Stored items:
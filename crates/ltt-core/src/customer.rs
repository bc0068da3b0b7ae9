//! Customers and their contracted hours budget.

use std::cmp::Ordering;

use chrono::{DateTime, Utc};
use serde::{Deserialize, Serialize};

use crate::types::{CustomerId, ValidationError};

/// A customer that time is tracked against.
#[derive(Debug, Clone, PartialEq, Serialize, Deserialize)]
#[serde(rename_all = "camelCase")]
pub struct Customer {
    pub id: CustomerId,
    pub name: String,
    /// Free-text label for the kind of engagement (retainer, project, ...).
    pub engagement_type: String,
    /// Contracted budget in hours.
    pub initial_hours: f64,
    pub created_at: DateTime<Utc>,
    /// Archived customers keep their history but are hidden from selection.
    #[serde(default)]
    pub archived: bool,
}

/// Form input for adding a customer.
#[derive(Debug, Clone, PartialEq)]
pub struct NewCustomer {
    pub name: String,
    pub engagement_type: String,
    pub initial_hours: f64,
}

impl NewCustomer {
    /// Validates the form and builds an active customer with a fresh id.
    pub fn into_customer(self, created_at: DateTime<Utc>) -> Result<Customer, ValidationError> {
        let name = self.name.trim();
        if name.is_empty() {
            return Err(ValidationError::Empty {
                field: "customer name",
            });
        }
        validate_hours(self.initial_hours)?;

        Ok(Customer {
            id: CustomerId::generate(),
            name: name.to_string(),
            engagement_type: self.engagement_type.trim().to_string(),
            initial_hours: self.initial_hours,
            created_at,
            archived: false,
        })
    }
}

/// Rejects negative, NaN and infinite budgets.
pub fn validate_hours(hours: f64) -> Result<(), ValidationError> {
    if hours.is_finite() && hours >= 0.0 {
        Ok(())
    } else {
        Err(ValidationError::InvalidHours { value: hours })
    }
}

/// Case-insensitive name ordering used for every customer list.
fn compare_names(a: &Customer, b: &Customer) -> Ordering {
    a.name.to_lowercase().cmp(&b.name.to_lowercase())
}

/// Sorts customers alphabetically by name, ignoring case.
pub fn sort_by_name(customers: &mut [Customer]) {
    customers.sort_by(compare_names);
}

/// Non-archived customers, sorted by name.
pub fn active_customers(customers: Vec<Customer>) -> Vec<Customer> {
    let mut active: Vec<_> = customers.into_iter().filter(|c| !c.archived).collect();
    sort_by_name(&mut active);
    active
}

/// Finds a customer by exact id, falling back to a case-insensitive name match.
pub fn find_customer<'a>(customers: &'a [Customer], reference: &str) -> Option<&'a Customer> {
    let name = reference.trim().to_lowercase();
    customers
        .iter()
        .find(|c| c.id.as_str() == reference)
        .or_else(|| customers.iter().find(|c| c.name.to_lowercase() == name))
}
//! Core type definitions with validation.

use std::fmt;

use serde::{Deserialize, Serialize};
use thiserror::Error;
use uuid::Uuid;

/// Validation errors for core types.
#[derive(Debug, Error, Clone, PartialEq)]
pub enum ValidationError {
    /// The provided value was empty.
    #[error("{field} cannot be empty")]
    Empty { field: &'static str },

    /// The contracted hours budget was negative or not a number.
    #[error("initial hours must be a non-negative number, got {value}")]
    InvalidHours { value: f64 },

    /// Invalid theme value.
    #[error("invalid theme: {value}")]
    InvalidTheme { value: String },
}

/// Generates a validated string ID newtype with common trait implementations.
macro_rules! define_string_id {
    (
        $(#[$meta:meta])*
        $name:ident, $field_name:literal
    ) => {
        $(#[$meta])*
        #[derive(Debug, Clone, PartialEq, Eq, Hash, Serialize, Deserialize)]
        #[serde(try_from = "String", into = "String")]
        pub struct $name(String);

        impl $name {
            /// Creates a new ID after validation.
            pub fn new(id: impl Into<String>) -> Result<Self, ValidationError> {
                let id = id.into();
                if id.is_empty() {
                    return Err(ValidationError::Empty { field: $field_name });
                }
                Ok(Self(id))
            }

            /// Generates a fresh random (UUID v4) identifier.
            #[must_use]
            pub fn generate() -> Self {
                Self(Uuid::new_v4().to_string())
            }

            /// Returns the ID as a string slice.
            pub fn as_str(&self) -> &str {
                &self.0
            }
        }

        impl TryFrom<String> for $name {
            type Error = ValidationError;

            fn try_from(value: String) -> Result<Self, Self::Error> {
                Self::new(value)
            }
        }

        impl From<$name> for String {
            fn from(id: $name) -> Self {
                id.0
            }
        }

        impl fmt::Display for $name {
            fn fmt(&self, f: &mut fmt::Formatter<'_>) -> fmt::Result {
                write!(f, "{}", self.0)
            }
        }

        impl AsRef<str> for $name {
            fn as_ref(&self) -> &str {
                &self.0
            }
        }
    };
}

define_string_id!(
    /// A validated customer identifier.
    ///
    /// Customer IDs must be non-empty strings. Newly added customers get a
    /// random UUID; ids read back from storage are taken as-is.
    CustomerId, "customer ID"
);

define_string_id!(
    /// A validated time session identifier.
    ///
    /// Generated when a timer starts and kept across pause/resume, so the
    /// persisted session carries the same id the running timer had.
    SessionId, "session ID"
);

/// Colour theme preference.
///
/// Stored and round-tripped for the shell; has no effect on the core.
#[derive(Debug, Clone, Copy, PartialEq, Eq, Hash, Serialize, Deserialize, Default)]
#[serde(rename_all = "lowercase")]
pub enum Theme {
    #[default]
    Dark,
    Light,
    System,
}

impl Theme {
    /// String representation used in settings files and CLI flags.
    #[must_use]
    pub const fn as_str(&self) -> &'static str {
        match self {
            Self::Dark => "dark",
            Self::Light => "light",
            Self::System => "system",
        }
    }
}

impl fmt::Display for Theme {
    fn fmt(&self, f: &mut fmt::Formatter<'_>) -> fmt::Result {
        write!(f, "{}", self.as_str())
    }
}

impl std::str::FromStr for Theme {
    type Err = ValidationError;

    fn from_str(s: &str) -> Result<Self, Self::Err> {
        match s {
            "dark" => Ok(Self::Dark),
            "light" => Ok(Self::Light),
            "system" => Ok(Self::System),
            _ => Err(ValidationError::InvalidTheme {
                value: s.to_string(),
            }),
        }
    }
}
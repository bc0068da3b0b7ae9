//! `ltt customers` subcommands.

use std::io::Write;

use anyhow::{Context, Result, bail};
use ltt_core::customer::{active_customers, sort_by_name};
use ltt_core::{Clock, NewCustomer, TimeStore, Tracker, format_hours};
use serde::Serialize;

use super::util::resolve_stored_customer;

// ========== Listing ==========

/// A customer row with its current totals.
#[derive(Debug, Clone, Serialize)]
#[serde(rename_all = "camelCase")]
pub struct CustomerEntry {
    pub id: String,
    pub name: String,
    pub engagement_type: String,
    pub initial_hours: f64,
    pub hours_logged: f64,
    pub hours_remaining: f64,
    /// `hours_remaining` as a duration, with an `over` suffix past the budget.
    pub remaining: String,
    pub archived: bool,
}

/// Active customers (or all with `include_archived`), sorted by name.
pub fn customer_entries<S: TimeStore>(store: &S, include_archived: bool) -> Result<Vec<CustomerEntry>> {
    let mut customers = store.list_customers().context("failed to list customers")?;
    if include_archived {
        sort_by_name(&mut customers);
    } else {
        customers = active_customers(customers);
    }

    customers
        .into_iter()
        .map(|customer| {
            let log = store
                .get_customer_time_log(&customer.id)
                .with_context(|| format!("failed to load time log for {}", customer.name))?;
            Ok(CustomerEntry {
                id: customer.id.to_string(),
                name: customer.name,
                engagement_type: customer.engagement_type,
                initial_hours: customer.initial_hours,
                hours_logged: log.total_hours_logged,
                hours_remaining: log.hours_remaining,
                remaining: log.summary().remaining_display(),
                archived: customer.archived,
            })
        })
        .collect()
}

fn write_customers<W: Write>(writer: &mut W, entries: &[CustomerEntry]) -> Result<()> {
    if entries.is_empty() {
        writeln!(writer, "No customers.")?;
        writeln!(writer)?;
        writeln!(
            writer,
            "Hint: Run 'ltt customers add --name <NAME> --hours <HOURS>' to add one."
        )?;
        return Ok(());
    }

    writeln!(
        writer,
        "{:<24}  {:<14}  {:>8}  Remaining",
        "Name", "Engagement", "Budget"
    )?;
    for entry in entries {
        // Truncate by characters, not bytes
        let name = if entry.name.chars().count() > 24 {
            format!("{}...", entry.name.chars().take(21).collect::<String>())
        } else {
            entry.name.clone()
        };
        let archived = if entry.archived { "  (archived)" } else { "" };
        writeln!(
            writer,
            "{:<24}  {:<14}  {:>8}  {}{}",
            name,
            entry.engagement_type,
            format!("{}h", format_hours(entry.initial_hours)),
            entry.remaining,
            archived
        )?;
    }
    Ok(())
}

/// Runs `ltt customers list`.
pub fn list<S: TimeStore, W: Write>(
    writer: &mut W,
    store: &S,
    include_archived: bool,
    json: bool,
) -> Result<()> {
    let entries = customer_entries(store, include_archived)?;
    if json {
        writeln!(writer, "{}", serde_json::to_string_pretty(&entries)?)?;
    } else {
        write_customers(writer, &entries)?;
    }
    Ok(())
}

// ========== Changes ==========

/// Runs `ltt customers add`.
pub fn add<S: TimeStore, C: Clock, W: Write>(
    writer: &mut W,
    tracker: &mut Tracker<S, C>,
    form: NewCustomer,
) -> Result<()> {
    let customer = tracker
        .add_customer(form)
        .context("failed to add customer")?;
    writeln!(
        writer,
        "Added {} ({}) with a budget of {}h",
        customer.name,
        customer.id,
        format_hours(customer.initial_hours)
    )?;
    Ok(())
}

/// Fields to change on an existing customer.
#[derive(Debug, Default)]
pub struct CustomerEdit {
    pub name: Option<String>,
    pub engagement_type: Option<String>,
    pub initial_hours: Option<f64>,
}

/// Runs `ltt customers edit`.
pub fn edit<S: TimeStore, C: Clock, W: Write>(
    writer: &mut W,
    tracker: &mut Tracker<S, C>,
    reference: &str,
    changes: CustomerEdit,
) -> Result<()> {
    if changes.name.is_none() && changes.engagement_type.is_none() && changes.initial_hours.is_none()
    {
        bail!("nothing to change; pass --name, --engagement-type or --hours");
    }

    let mut customer = resolve_stored_customer(tracker.store(), reference)?;
    if let Some(name) = changes.name {
        customer.name = name.trim().to_string();
    }
    if let Some(engagement_type) = changes.engagement_type {
        customer.engagement_type = engagement_type.trim().to_string();
    }
    if let Some(hours) = changes.initial_hours {
        customer.initial_hours = hours;
    }

    let name = customer.name.clone();
    tracker
        .update_customer(customer)
        .context("failed to update customer")?;
    writeln!(writer, "Updated {name}")?;
    Ok(())
}

/// Runs `ltt customers archive` and `ltt customers unarchive`.
pub fn set_archived<S: TimeStore, C: Clock, W: Write>(
    writer: &mut W,
    tracker: &mut Tracker<S, C>,
    reference: &str,
    archived: bool,
) -> Result<()> {
    let mut customer = resolve_stored_customer(tracker.store(), reference)?;
    let state = if archived { "archived" } else { "active" };
    if customer.archived == archived {
        writeln!(writer, "{} is already {state}", customer.name)?;
        return Ok(());
    }

    customer.archived = archived;
    let name = customer.name.clone();
    tracker
        .update_customer(customer)
        .with_context(|| format!("failed to mark {name} {state}"))?;
    let verb = if archived { "Archived" } else { "Unarchived" };
    writeln!(writer, "{verb} {name}")?;
    Ok(())
}

/// Runs `ltt customers delete`.
pub fn delete<S: TimeStore, C: Clock, W: Write>(
    writer: &mut W,
    tracker: &mut Tracker<S, C>,
    reference: &str,
) -> Result<()> {
    let customer = resolve_stored_customer(tracker.store(), reference)?;
    tracker
        .delete_customer(&customer.id)
        .context("failed to delete customer")?;
    writeln!(writer, "Deleted {}", customer.name)?;
    Ok(())
}

#[cfg(test)]
mod tests {
    use chrono::{DateTime, Utc};
    use insta::assert_snapshot;
    use ltt_core::ManualClock;
    use ltt_db::Database;

    use super::*;
    use crate::commands::util::open_tracker;

    fn clock() -> ManualClock {
        ManualClock::new(
            DateTime::parse_from_rfc3339("2025-03-10T09:00:00Z")
                .unwrap()
                .with_timezone(&Utc),
        )
    }

    fn form(name: &str, engagement_type: &str, initial_hours: f64) -> NewCustomer {
        NewCustomer {
            name: name.to_string(),
            engagement_type: engagement_type.to_string(),
            initial_hours,
        }
    }

    fn output(buffer: Vec<u8>) -> String {
        String::from_utf8(buffer).unwrap()
    }

    #[test]
    fn empty_list_shows_hint() {
        let db = Database::open_in_memory().unwrap();
        let mut buffer = Vec::new();
        list(&mut buffer, &db, false, false).unwrap();
        assert_snapshot!(output(buffer), @r"
        No customers.

        Hint: Run 'ltt customers add --name <NAME> --hours <HOURS>' to add one.
        ");
    }

    #[test]
    fn list_sorts_by_name_and_hides_archived() {
        let clock = clock();
        let mut tracker = open_tracker(Database::open_in_memory().unwrap(), &clock).unwrap();
        let mut sink = Vec::new();
        add(&mut sink, &mut tracker, form("globex", "Project", 20.0)).unwrap();
        add(&mut sink, &mut tracker, form("Acme Corp", "Retainer", 10.5)).unwrap();
        add(&mut sink, &mut tracker, form("Initech", "", 5.0)).unwrap();
        set_archived(&mut sink, &mut tracker, "initech", true).unwrap();

        let mut buffer = Vec::new();
        list(&mut buffer, tracker.store(), false, false).unwrap();
        assert_snapshot!(output(buffer), @r"
        Name                      Engagement        Budget  Remaining
        Acme Corp                 Retainer          10.50h  10h 30m
        globex                    Project           20.00h  20h
        ");

        let mut buffer = Vec::new();
        list(&mut buffer, tracker.store(), true, false).unwrap();
        assert_snapshot!(output(buffer), @r"
        Name                      Engagement        Budget  Remaining
        Acme Corp                 Retainer          10.50h  10h 30m
        globex                    Project           20.00h  20h
        Initech                                      5.00h  5h  (archived)
        ");
    }

    #[test]
    fn list_json_uses_camel_case() {
        let clock = clock();
        let mut tracker = open_tracker(Database::open_in_memory().unwrap(), &clock).unwrap();
        add(&mut Vec::new(), &mut tracker, form("Acme", "Retainer", 2.0)).unwrap();

        let mut buffer = Vec::new();
        list(&mut buffer, tracker.store(), false, true).unwrap();
        let value: serde_json::Value = serde_json::from_slice(&buffer).unwrap();
        assert_eq!(value[0]["name"], "Acme");
        assert_eq!(value[0]["engagementType"], "Retainer");
        assert_eq!(value[0]["hoursRemaining"], 2.0);
        assert_eq!(value[0]["archived"], false);
    }

    #[test]
    fn add_rejects_negative_hours() {
        let clock = clock();
        let mut tracker = open_tracker(Database::open_in_memory().unwrap(), &clock).unwrap();
        let result = add(&mut Vec::new(), &mut tracker, form("Acme", "", -1.0));
        assert!(result.is_err());
        assert!(tracker.store().list_customers().unwrap().is_empty());
    }

    #[test]
    fn edit_changes_only_given_fields() {
        let clock = clock();
        let mut tracker = open_tracker(Database::open_in_memory().unwrap(), &clock).unwrap();
        add(&mut Vec::new(), &mut tracker, form("Acme", "Retainer", 10.0)).unwrap();

        let mut buffer = Vec::new();
        edit(
            &mut buffer,
            &mut tracker,
            "acme",
            CustomerEdit {
                initial_hours: Some(12.0),
                ..CustomerEdit::default()
            },
        )
        .unwrap();
        assert_eq!(output(buffer), "Updated Acme\n");

        let stored = &tracker.store().list_customers().unwrap()[0];
        assert_eq!(stored.engagement_type, "Retainer");
        assert!((stored.initial_hours - 12.0).abs() < f64::EPSILON);
    }

    #[test]
    fn edit_without_changes_fails() {
        let clock = clock();
        let mut tracker = open_tracker(Database::open_in_memory().unwrap(), &clock).unwrap();
        add(&mut Vec::new(), &mut tracker, form("Acme", "", 1.0)).unwrap();
        let err = edit(&mut Vec::new(), &mut tracker, "Acme", CustomerEdit::default()).unwrap_err();
        assert!(err.to_string().contains("nothing to change"));
    }

    #[test]
    fn archive_twice_reports_state() {
        let clock = clock();
        let mut tracker = open_tracker(Database::open_in_memory().unwrap(), &clock).unwrap();
        add(&mut Vec::new(), &mut tracker, form("Acme", "", 1.0)).unwrap();

        let mut buffer = Vec::new();
        set_archived(&mut buffer, &mut tracker, "Acme", true).unwrap();
        set_archived(&mut buffer, &mut tracker, "Acme", true).unwrap();
        set_archived(&mut buffer, &mut tracker, "Acme", false).unwrap();
        assert_snapshot!(output(buffer), @r"
        Archived Acme
        Acme is already archived
        Unarchived Acme
        ");
        assert_eq!(tracker.customers().len(), 1);
    }

    #[test]
    fn delete_unknown_customer_fails() {
        let clock = clock();
        let mut tracker = open_tracker(Database::open_in_memory().unwrap(), &clock).unwrap();
        let err = delete(&mut Vec::new(), &mut tracker, "ghost").unwrap_err();
        assert_eq!(err.to_string(), "no customer matching 'ghost'");
    }

    #[test]
    fn delete_removes_customer() {
        let clock = clock();
        let mut tracker = open_tracker(Database::open_in_memory().unwrap(), &clock).unwrap();
        add(&mut Vec::new(), &mut tracker, form("Acme", "", 1.0)).unwrap();

        let mut buffer = Vec::new();
        delete(&mut buffer, &mut tracker, "ACME").unwrap();
        assert_eq!(output(buffer), "Deleted Acme\n");
        assert!(tracker.store().list_customers().unwrap().is_empty());
    }
}
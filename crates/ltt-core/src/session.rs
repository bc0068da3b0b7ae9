//! Persisted work sessions.

use chrono::{DateTime, NaiveDate, Utc};
use serde::{Deserialize, Serialize};

use crate::format::format_duration;
use crate::timer::FinishedRun;
use crate::types::SessionId;

/// One contiguous timed work interval for a customer.
///
/// Sessions are append-only: once handed to the store they are never edited.
#[derive(Debug, Clone, PartialEq, Eq, Serialize, Deserialize)]
#[serde(rename_all = "camelCase")]
pub struct TimeSession {
    pub id: SessionId,
    /// Local calendar day the session was stopped on.
    pub date: NaiveDate,
    pub start_time: DateTime<Utc>,
    /// Always present once persisted.
    pub end_time: Option<DateTime<Utc>>,
    /// Seconds the timer was running; paused time is excluded.
    pub duration_seconds: u64,
    pub duration_formatted: String,
    #[serde(default)]
    pub notes: Option<String>,
}

impl TimeSession {
    /// Builds the durable record for a stopped timer run.
    pub fn from_run(run: &FinishedRun, date: NaiveDate, end_time: DateTime<Utc>) -> Self {
        Self {
            id: run.session_id.clone(),
            date,
            start_time: run.start_time,
            end_time: Some(end_time),
            duration_seconds: run.elapsed_seconds,
            duration_formatted: format_duration(run.elapsed_seconds),
            notes: None,
        }
    }
}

Work request: Taking the entries above, print exactly the lines starting at the line with "pub fn find_customer<'a>(customers: &'a" and ending at the line with "value was empty.", both included.

Answer section:
pub fn find_customer<'a>(customers: &'a [Customer], reference: &str) -> Option<&'a Customer> {
    let name = reference.trim().to_lowercase();
    customers
        .iter()
        .find(|c| c.id.as_str() == reference)
        .or_else(|| customers.iter().find(|c| c.name.to_lowercase() == name))
}
//! Core type definitions with validation.

use std::fmt;

use serde::{Deserialize, Serialize};
use thiserror::Error;
use uuid::Uuid;

/// Validation errors for core types.
#[derive(Debug, Error, Clone, PartialEq)]
pub enum ValidationError {
    /// The provided value was empty.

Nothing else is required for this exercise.